Water is demonstrated to be an effective medium for the Wittig reaction over a wide range of stabilized ylides and aldehydes. Despite sometimes poor solubility of the reactants, good chemical yields normally ranging from 80 to 98% and high E-selectivities (up to 99%) are achieved, and the rate of the reactions in water is unexpectedly accelerated. The efficiency of water as a medium in the Wittig reaction is compared to conventional organic solvents ranging from carbon tetrachloride to methanol. The aqueous Wittig reaction works best when large hydrophobic entities are present, such as aromatic, heterocyclic aromatic carboxaldehydes, and long-chain aliphatic aldehydes with triphenylphosphoranes. The E/Z-isomeric ratio of the Wittig products appears dependent on the electron-accepting/donating capacity and the location of the substituents present in the aromatic ring.

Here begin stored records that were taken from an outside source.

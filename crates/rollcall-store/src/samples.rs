//! Face sample storage.
//!
//! A sample is a structured row — identity is an explicit column, never
//! encoded in a key or filename. Crops are stored already normalized, so
//! the trainer can consume them directly.

use crate::{Store, StoreError, StoreResult};
use chrono::Utc;
use rollcall_core::types::{TrainingSample, SAMPLE_SIZE};
use rusqlite::params;
use uuid::Uuid;

impl Store {
    /// Append a normalized grayscale crop for the given identity,
    /// returning the assigned sample id.
    ///
    /// Rejects crops that are not SAMPLE_SIZE²; samples must be
    /// directly comparable.
    pub fn add_sample(&self, faculty_id: i64, pixels: &[u8]) -> StoreResult<String> {
        let expected = (SAMPLE_SIZE * SAMPLE_SIZE) as usize;
        if pixels.len() != expected {
            return Err(StoreError::Malformed(format!(
                "sample must be {SAMPLE_SIZE}x{SAMPLE_SIZE} ({expected} bytes), got {}",
                pixels.len()
            )));
        }

        let id = Uuid::new_v4().to_string();
        self.conn().execute(
            "INSERT INTO face_samples (id, faculty_id, width, height, pixels, created_at)
             VALUES (?1, ?2, ?3, ?4, ?5, ?6)",
            params![
                id,
                faculty_id,
                SAMPLE_SIZE,
                SAMPLE_SIZE,
                pixels,
                Utc::now().to_rfc3339(),
            ],
        )?;
        Ok(id)
    }

    /// All stored samples as trainer input, oldest first.
    pub fn training_samples(&self) -> StoreResult<Vec<TrainingSample>> {
        let mut stmt = self.conn().prepare(
            "SELECT faculty_id, pixels FROM face_samples ORDER BY created_at, id",
        )?;
        let rows = stmt.query_map([], |row| {
            Ok(TrainingSample {
                label: row.get("faculty_id")?,
                pixels: row.get("pixels")?,
            })
        })?;
        Ok(rows.collect::<rusqlite::Result<Vec<_>>>()?)
    }

    pub fn sample_count(&self) -> StoreResult<u64> {
        let count: i64 = self
            .conn()
            .query_row("SELECT COUNT(*) FROM face_samples", [], |row| row.get(0))?;
        Ok(count as u64)
    }
}

#[cfg(test)]
mod tests {
    use super::*;
    use crate::faculty::NewFaculty;

    fn store_with_faculty() -> (Store, i64) {
        let store = Store::open_in_memory().unwrap();
        let id = store
            .register_faculty(&NewFaculty {
                code: "F-01".to_string(),
                name: "Ada".to_string(),
                department: "Physics".to_string(),
                email: None,
                phone: None,
            })
            .unwrap();
        (store, id)
    }

    fn crop(fill: u8) -> Vec<u8> {
        vec![fill; (SAMPLE_SIZE * SAMPLE_SIZE) as usize]
    }

    #[test]
    fn test_add_and_load_samples() {
        let (store, faculty_id) = store_with_faculty();
        store.add_sample(faculty_id, &crop(10)).unwrap();
        store.add_sample(faculty_id, &crop(20)).unwrap();

        let samples = store.training_samples().unwrap();
        assert_eq!(samples.len(), 2);
        assert!(samples.iter().all(|s| s.label == faculty_id));
        assert_eq!(samples[0].pixels[0], 10);
        assert_eq!(samples[1].pixels[0], 20);
        assert_eq!(store.sample_count().unwrap(), 2);
    }

    #[test]
    fn test_sample_ids_are_unique() {
        let (store, faculty_id) = store_with_faculty();
        let a = store.add_sample(faculty_id, &crop(1)).unwrap();
        let b = store.add_sample(faculty_id, &crop(2)).unwrap();
        assert_ne!(a, b);
    }

    #[test]
    fn test_wrong_size_rejected() {
        let (store, faculty_id) = store_with_faculty();
        let result = store.add_sample(faculty_id, &[0u8; 64]);
        assert!(matches!(result, Err(StoreError::Malformed(_))));
        assert_eq!(store.sample_count().unwrap(), 0);
    }

    #[test]
    fn test_unknown_faculty_rejected() {
        let store = Store::open_in_memory().unwrap();
        // Foreign keys are on; no faculty row exists.
        assert!(store.add_sample(99, &crop(1)).is_err());
    }
}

The effect of additives, such as benzoic acid, LiCl, and sodium dodecyl sulfate (SDS), on the Wittig reaction has been explored. The Wittig reaction can also be conducted in the presence of acidic entities, such as phenols and carboxylic acids. In addition, large alpha-substituents in the aliphatic aldehydes do not jeopardize the reaction. It is also demonstrated that hydrates of aldehydes can be used directly in the aqueous Wittig reaction as substrates. The scope of the aqueous Wittig reaction is extended to 24 examples of one-pot mixtures of Ph3P, alpha-bromoesters, and aldehydes in sodium bicarbonate solution (at 20 degrees C for 40 min to 3 h) to provide Wittig products of up to 99% yield and up to 98% E-selectivity. Since water is inexpensive, extremely easy to handle, and represents no environmental concerns, it should be considered a possible medium for new organic reactions.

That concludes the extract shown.